**REQUIREMENT**
State how many lines in the entries below hold the string "contains", and give nothing besides that number.

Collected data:
····················

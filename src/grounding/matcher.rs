//! Claim support matching.
//!
//! The validator only ever asks one question: does this chunk support this
//! claim? Any matcher must answer deterministically, and raising a matcher's
//! strictness may only remove support, never add it.

use crate::core::KnowledgeChunk;
use crate::grounding::claims::Claim;
use crate::grounding::tokens::token_set;

/// Decides whether a chunk supports a claim.
pub trait SupportMatcher: Send + Sync {
    /// Whether `chunk` supports `claim`.
    fn supports(&self, claim: &Claim, chunk: &KnowledgeChunk) -> bool;

    /// Matcher name for logging.
    fn name(&self) -> &'static str;
}

/// Lexical-overlap matcher.
///
/// A chunk supports a claim when it contains at least `threshold` of the
/// claim's distinct content words.
#[derive(Debug, Clone, Copy, PartialEq)]
pub struct LexicalOverlapMatcher {
    threshold: f64,
}

impl LexicalOverlapMatcher {
    /// Create a matcher. The threshold is clamped into (0.0, 1.0].
    pub fn new(threshold: f64) -> Self {
        let threshold = if threshold.is_finite() {
            threshold.clamp(f64::MIN_POSITIVE, 1.0)
        } else {
            1.0
        };
        Self { threshold }
    }

    /// The configured threshold.
    pub fn threshold(&self) -> f64 {
        self.threshold
    }

    /// Fraction of the claim's distinct content words found in the chunk.
    pub fn overlap(claim: &str, chunk: &str) -> f64 {
        let claim_tokens = token_set(claim);
        if claim_tokens.is_empty() {
            return 0.0;
        }
        let chunk_tokens = token_set(chunk);
        let shared = claim_tokens.intersection(&chunk_tokens).count();
        shared as f64 / claim_tokens.len() as f64
    }
}

impl SupportMatcher for LexicalOverlapMatcher {
    fn supports(&self, claim: &Claim, chunk: &KnowledgeChunk) -> bool {
        Self::overlap(&claim.text, &chunk.text) >= self.threshold
    }

    fn name(&self) -> &'static str {
        "lexical_overlap"
    }
}
//! At-risk signals for assessment sessions.

use tracing::debug;

use crate::config::RiskConfig;
use crate::core::{AssessmentRecord, CareerMatch, FinancialConstraint, RiskFlag};

/// A pure risk rule: at most one flag per record.
pub type RiskRule = fn(&AssessmentRecord, &RiskConfig) -> Option<RiskFlag>;

/// Number of leading career matches the focus and cost rules look at.
const TOP_MATCHES: usize = 3;

/// Default risk rules, in output order.
pub const DEFAULT_RISK_RULES: &[RiskRule] =
    &[rushed, no_clear_focus, financial_mismatch, uniform_responses];

fn top_matches(record: &AssessmentRecord) -> &[CareerMatch] {
    let matches = record.career_matches();
    &matches[..matches.len().min(TOP_MATCHES)]
}

fn rushed(record: &AssessmentRecord, config: &RiskConfig) -> Option<RiskFlag> {
    let minutes = record.completion_minutes()?;
    // One decimal place at most; whole values print without one.
    let shown = (minutes * 10.0).round() / 10.0;
    (minutes < config.rushed_minutes)
        .then(|| RiskFlag::red(format!("Rushed assessment ({} min)", shown)))
}

fn no_clear_focus(record: &AssessmentRecord, config: &RiskConfig) -> Option<RiskFlag> {
    let top = top_matches(record);
    if top.len() < TOP_MATCHES {
        return None;
    }
    (top[0].score - top[2].score < config.focus_spread)
        .then(|| RiskFlag::yellow("No clear career focus - multiple similar matches"))
}

fn financial_mismatch(record: &AssessmentRecord, config: &RiskConfig) -> Option<RiskFlag> {
    if record.financial_constraint != Some(FinancialConstraint::CannotAfford) {
        return None;
    }
    let high_cost = top_matches(record).iter().any(|m| {
        m.cost_estimate
            .or_else(|| config.cost_for(&m.career_code))
            .is_some_and(|cost| cost > config.high_cost_threshold)
    });
    high_cost.then(|| RiskFlag::red("Wants high-cost career but indicated financial constraints"))
}

fn uniform_responses(record: &AssessmentRecord, config: &RiskConfig) -> Option<RiskFlag> {
    let answers: Vec<_> = record.answers.values().collect();
    if answers.len() < config.uniform_answers_min.max(2) {
        return None;
    }
    answers
        .windows(2)
        .all(|w| w[0] == w[1])
        .then(|| RiskFlag::yellow("Uniform responses - possible disengagement"))
}

/// Flags assessment sessions that need human follow-up.
///
/// Every rule runs on every record. Missing data only means a rule has
/// nothing to say.
#[derive(Debug, Clone)]
pub struct AtRiskCalculator {
    rules: Vec<RiskRule>,
    config: RiskConfig,
}

impl AtRiskCalculator {
    /// Create a calculator with the default rules.
    pub fn new(config: RiskConfig) -> Self {
        Self {
            rules: DEFAULT_RISK_RULES.to_vec(),
            config,
        }
    }

    /// Register an extra rule after the existing ones.
    pub fn with_rule(mut self, rule: RiskRule) -> Self {
        self.rules.push(rule);
        self
    }

    /// Calculate risk flags in rule order.
    pub fn calculate(&self, record: &AssessmentRecord) -> Vec<RiskFlag> {
        let flags: Vec<RiskFlag> = self
            .rules
            .iter()
            .filter_map(|rule| rule(record, &self.config))
            .collect();
        debug!(flags = flags.len(), "calculated risk flags");
        flags
    }
}

impl Default for AtRiskCalculator {
    fn default() -> Self {
        Self::new(RiskConfig::default())
    }
}
#[cfg(test)]
mod tests {
    use super::*;
    use crate::error::GuidanceError;

    const GOOD_ANSWER: &str = "Engineering at UCT requires pure Mathematics and Physical \
                               Sciences with an APS of at least 35.";

    fn profile() -> LearnerProfile {
        LearnerProfile::new(11).with_interest("Engineering")
    }

    fn check(text: &str, query: &str) -> RuleCheckResult {
        RuleBasedChecker::default()
            .check(&DraftAnswer::new(text), &profile(), query)
            .unwrap()
    }

    fn codes(result: &RuleCheckResult) -> Vec<&str> {
        result.issues.iter().map(|i| i.code.as_str()).collect()
    }

    #[test]
    fn test_empty_draft_fails_with_blocking_issue() {
        let result = check("", "What do I need for engineering?");
        assert!(!result.passed);
        assert!(result.blocking_issues().count() >= 1);
        assert_eq!(result.issues[0].code, "answer_min_length");
    }

    #[test]
    fn test_empty_draft_fails_even_with_zero_min_length() {
        let config = RuleConfig {
            min_length: 0,
            ..RuleConfig::default()
        };
        let result = RuleBasedChecker::new(config)
            .check(&DraftAnswer::new("   "), &profile(), "")
            .unwrap();
        assert!(!result.passed);
    }

    #[test]
    fn test_missing_text_is_invalid_input() {
        let err = RuleBasedChecker::default()
            .check(&DraftAnswer::default(), &profile(), "")
            .unwrap_err();
        assert!(matches!(err, GuidanceError::InvalidInput { .. }));
    }

    #[test]
    fn test_good_answer_passes_all_rules() {
        let result = check(GOOD_ANSWER, "What APS do I need for engineering at UCT?");
        assert!(result.passed);
        assert!(result.issues.is_empty());
        assert_eq!(result.confidence, 1.0);
    }

    #[test]
    fn test_empty_query_skips_relevance_rule() {
        let result = check(GOOD_ANSWER, "");
        assert!(result.passed);
        let expected = 5.0 / 6.0;
        assert!((result.confidence - expected).abs() < 1e-12);
    }

    #[test]
    fn test_prohibited_term_blocks() {
        let text = format!("{} This gives you guaranteed admission.", GOOD_ANSWER);
        let result = check(&text, "");
        assert!(!result.passed);
        assert_eq!(codes(&result), vec!["prohibited_terms"]);
        assert!(result.issues[0].message.contains("guaranteed admission"));
    }

    #[test]
    fn test_financial_answer_needs_disclaimer() {
        let text = "NSFAS covers tuition and accommodation for qualifying students at public universities.";
        let result = check(text, "");
        assert!(!result.passed);
        assert_eq!(codes(&result), vec!["financial_disclaimer"]);

        let with_disclaimer = format!("{} Amounts are subject to change.", text);
        assert!(check(&with_disclaimer, "").passed);
    }

    #[test]
    fn test_plural_financial_keywords_need_disclaimer() {
        for text in [
            "Medicine costs about R70000 per year at most public universities in South Africa.",
            "Student loans and scholarships are available for engineering at several universities.",
        ] {
            let result = check(text, "");
            assert_eq!(codes(&result), vec!["financial_disclaimer"], "{}", text);

            let with_disclaimer = format!("{} Please confirm with the university.", text);
            assert!(check(&with_disclaimer, "").passed);
        }
    }

    #[test]
    fn test_financial_query_triggers_disclaimer_rule() {
        let result = check(GOOD_ANSWER, "How much are the fees for engineering?");
        assert!(codes(&result).contains(&"financial_disclaimer"));
    }

    #[test]
    fn test_advisory_issues_do_not_fail() {
        let text = format!("{} Honestly, you cannot expect it to be easy.", GOOD_ANSWER);
        let result = check(&text, "");
        assert!(result.passed);
        assert_eq!(codes(&result), vec!["discouraging_tone"]);
        assert_eq!(result.issues[0].severity, IssueSeverity::Advisory);
    }

    #[test]
    fn test_irrelevant_answer_is_advisory() {
        let result = check(GOOD_ANSWER, "Which nursing colleges are in Durban?");
        assert!(result.passed);
        assert_eq!(codes(&result), vec!["query_relevance"]);
    }

    #[test]
    fn test_too_long_answer_is_advisory() {
        let config = RuleConfig {
            max_length: 50,
            ..RuleConfig::default()
        };
        let result = RuleBasedChecker::new(config)
            .check(&DraftAnswer::new(GOOD_ANSWER), &profile(), "")
            .unwrap();
        assert!(result.passed);
        assert_eq!(codes(&result), vec!["answer_max_length"]);
    }

    #[test]
    fn test_rules_can_be_added_and_removed() {
        fn always_flags(_: &RuleInput<'_>, _: &RuleConfig) -> RuleOutcome {
            RuleOutcome::Issue("flagged".to_string())
        }

        let checker = RuleBasedChecker::default()
            .without_rule("answer_min_length")
            .with_rule(Rule::new("always", IssueSeverity::Blocking, always_flags));

        assert!(!checker.rule_codes().contains(&"answer_min_length"));
        assert_eq!(checker.rule_codes().last(), Some(&"always"));

        let result = checker.check(&DraftAnswer::new(""), &profile(), "").unwrap();
        assert_eq!(codes(&result), vec!["always"]);
    }

    #[test]
    fn test_rules_see_profile() {
        fn needs_grade(input: &RuleInput<'_>, _: &RuleConfig) -> RuleOutcome {
            match input.profile.grade {
                Some(_) => RuleOutcome::Passed,
                None => RuleOutcome::Skipped,
            }
        }

        let checker = RuleBasedChecker::with_rules(
            vec![Rule::new("needs_grade", IssueSeverity::Advisory, needs_grade)],
            RuleConfig::default(),
        );
        let result = checker
            .check(&DraftAnswer::new(GOOD_ANSWER), &LearnerProfile::default(), "")
            .unwrap();
        assert_eq!(result.confidence, 0.0);
        assert!(result.passed);
    }

    #[test]
    fn test_no_rules_is_full_confidence() {
        let checker = RuleBasedChecker::with_rules(Vec::new(), RuleConfig::default());
        let result = checker.check(&DraftAnswer::new(""), &profile(), "").unwrap();
        assert!(result.passed);
        assert_eq!(result.confidence, 1.0);
    }

    #[test]
    fn test_check_is_idempotent() {
        let text = format!("{} Fees may vary. Give up on Medicine.", GOOD_ANSWER);
        let a = serde_json::to_string(&check(&text, "engineering fees")).unwrap();
        let b = serde_json::to_string(&check(&text, "engineering fees")).unwrap();
        assert_eq!(a, b);
    }
}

····················

**COMPLETED EXERCISE**
4